Hop, skip and jump

Education professor helps all students improve their gross motor skills

Watching a visually impaired child confidently run or hop on one foot is more than rewarding for Ali Brian, a physical education researcher in the College of Education. “It brings tears to your eyes,” she says.

Brian helps young children and adolescents with and without disabilities improve their gross motor skills — their ability to run, jump, hop, throw, catch and bounce a ball. The common belief that kids naturally acquire those motor skills is more myth than fact, according to Brian’s research.

Two of her recent publications have shown that almost 80 percent of the preschool children tested — whether in Ohio, Louisiana or South Carolina — are exhibiting developmental delays with these skills. But after six weeks of twice weekly motor skills interventions guided by a specialist, only 5 percent of the same children showed delays.

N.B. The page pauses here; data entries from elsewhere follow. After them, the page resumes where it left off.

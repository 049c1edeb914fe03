// Copyright 2026 Google LLC
//
// Licensed under the Apache License, Version 2.0 (the "License");
// you may not use this file except in compliance with the License.
// You may obtain a copy of the License at
//
//      http://www.apache.org/licenses/LICENSE-2.0
//
// Unless required by applicable law or agreed to in writing, software
// distributed under the License is distributed on an "AS IS" BASIS,
// WITHOUT WARRANTIES OR CONDITIONS OF ANY KIND, either express or implied.
// See the License for the specific language governing permissions and
// limitations under the License.

pub mod connection_manager;
pub mod query;
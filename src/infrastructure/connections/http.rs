// Copyright 2026 Google LLC
//
// Licensed under the Apache License, Version 2.0 (the "License");
// you may not use this file except in compliance with the License.
// You may obtain a copy of the License at
//
//      http://www.apache.org/licenses/LICENSE-2.0
//
// Unless required by applicable law or agreed to in writing, software
// distributed under the License is distributed on an "AS IS" BASIS,
// WITHOUT WARRANTIES OR CONDITIONS OF ANY KIND, either express or implied.
// See the License for the specific language governing permissions and
// limitations under the License.

//! Shared HTTP plumbing for the API-backed connections.

use crate::domain::errors::{AuthError, FetchError};
use reqwest::{Client, Response};
use std::time::Duration;

const REQUEST_TIMEOUT: Duration = Duration::from_secs(60);
const MAX_ERROR_BODY: usize = 512;

pub fn build_client() -> Result<Client, AuthError> {
    Client::builder()
        .timeout(REQUEST_TIMEOUT)
        .build()
        .map_err(|e| AuthError::InvalidSettings(format!("http client: {}", e)))
}

/// Turns a non-2xx response into `FetchError::Status`, keeping the start of
/// the body for the log line.
pub async fn ensure_success(response: Response) -> Result<Response, FetchError> {
    let status = response.status();
    if status.is_success() {
        return Ok(response);
    }
    let body = response.text().await.unwrap_or_default();
    Err(FetchError::Status {
        status: status.as_u16(),
        body: truncate(&body),
    })
}

pub fn truncate(body: &str) -> String {
    if body.len() <= MAX_ERROR_BODY {
        return body.to_string();
    }
    let mut end = MAX_ERROR_BODY;
    while !body.is_char_boundary(end) {
        end -= 1;
    }
    format!("{}...", &body[..end])
}

/// `base` with `path` appended, without doubling the slash between them.
pub fn join_url(base: &str, path: &str) -> String {
    format!(
        "{}/{}",
        base.trim_end_matches('/'),
        path.trim_start_matches('/')
    )
}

“Nobody knows for sure why they are delayed, but it’s my hypothesis they’re not receiving any structured movement program in preschool with a specialist,” Brian says. “They only receive recess.” 

There typically aren’t physical education teachers in preschools, and classroom teachers often don’t know the best ways to teach children gross motor skills. “The end game is to not only teach the teachers how to teach, but to help them conduct a motor skills intervention with me at their side,” Brian says. 

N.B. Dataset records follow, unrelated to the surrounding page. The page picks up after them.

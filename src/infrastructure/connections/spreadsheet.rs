// Copyright 2026 Google LLC
//
// Licensed under the Apache License, Version 2.0 (the "License");
// you may not use this file except in compliance with the License.
// You may obtain a copy of the License at
//
//      http://www.apache.org/licenses/LICENSE-2.0
//
// Unless required by applicable law or agreed to in writing, software
// distributed under the License is distributed on an "AS IS" BASIS,
// WITHOUT WARRANTIES OR CONDITIONS OF ANY KIND, either express or implied.
// See the License for the specific language governing permissions and
// limitations under the License.

//! # Spreadsheet Connection
//!
//! Reads Google Sheets through the Sheets v4 REST API.
//!
//! Parameters:
//! - `spreadsheet_id` (required)
//! - `gid` (required): comma-separated sheet ids. The first listed sheet
//!   supplies the header row; every listed sheet contributes data rows.
//! - `header_row` (optional, default 1, must be >= 1)
//!
//! Scanning of each sheet stops at the first row whose first column is blank.
//! Every emitted row carries a `sheet` field holding the sheet's title.

use crate::domain::entities::{ReportParams, Row};
use crate::domain::errors::{AuthError, FetchError};
use crate::infrastructure::connections::http::{build_client, ensure_success};
use crate::infrastructure::connections::normalize::value_to_text;
use crate::ports::connection_port::{required_param, Connection};
use async_trait::async_trait;
use log::debug;
use reqwest::{Client, Url};
use serde::Deserialize;
use serde_json::Value;
use std::collections::HashMap;
use std::path::{Path, PathBuf};
use std::time::{Duration, Instant};
use tokio::sync::Mutex;

pub const DEFAULT_API_BASE: &str = "https://sheets.googleapis.com";
pub const SHEET_FIELD: &str = "sheet";
const LAST_COLUMN: &str = "ZZ";
const LAST_ROW: usize = 10000;
const GCLOUD_TOKEN_LIFETIME: Duration = Duration::from_secs(45 * 60);

/// Where the OAuth bearer token comes from.
#[derive(Debug, Clone)]
pub enum TokenSource {
    Static(String),
    /// `gcloud auth application-default print-access-token` with
    /// `GOOGLE_APPLICATION_CREDENTIALS` pointing at the key file.
    Gcloud { credentials_file: PathBuf },
}

struct SheetsSession {
    client: Client,
    token: String,
    issued: Instant,
}

pub struct SpreadsheetConnection {
    api_base: String,
    tokens: Option<TokenSource>,
    session: Mutex<Option<SheetsSession>>,
}

/// Raw cell values of one sheet.
#[derive(Debug, Clone, Default)]
pub struct SheetData {
    pub name: String,
    /// Only meaningful for the first sheet.
    pub header: Vec<Value>,
    pub rows: Vec<Vec<Value>>,
}

#[derive(Deserialize)]
struct SpreadsheetMeta {
    #[serde(default)]
    sheets: Vec<SheetEntry>,
}

#[derive(Deserialize)]
struct SheetEntry {
    properties: SheetProperties,
}

#[derive(Deserialize)]
#[serde(rename_all = "camelCase")]
struct SheetProperties {
    sheet_id: i64,
    title: String,
}

#[derive(Deserialize)]
struct ValueRange {
    #[serde(default)]
    values: Vec<Vec<Value>>,
}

While her early work focused on Head Start and rural Title One preschools, she now also looks at children with and without disabilities, particularly students who are blind or visually impaired. Her work has found that students will disabilities learn gross motor skills at the same rate as students without disabilities. All students start out delayed, but see parallel growth in six to eight weeks when intervention strategies are applied.

Visually impaired students are more likely than their peers to be sedentary, overweight or obese. Since it’s a low-incidence disability, there is only a small amount of data, and the numbers suggest children lag far behind in gross motor skill development. 

Brian works with Camp Abilities, a sports camp for blind and visually impaired children, the S.C. School for the Deaf and the Blind and parents of visually impaired children. In her work with parents of blind or visually impaired children, she provides a talking pedometer and a guide wire for running, and she suggests family activities that focus on motor skills.

Although visually impaired students are farther behind at the start, they moved from the fifth percentile to around the thirtieth percentile after a six-week intervention. Her next project will look at ways to assess gross motor skills of children with autism and develop interventions to improve their skills.

“To see the change, it’s powerful,” Brian says. “You think, ‘I can make a difference in their life.’”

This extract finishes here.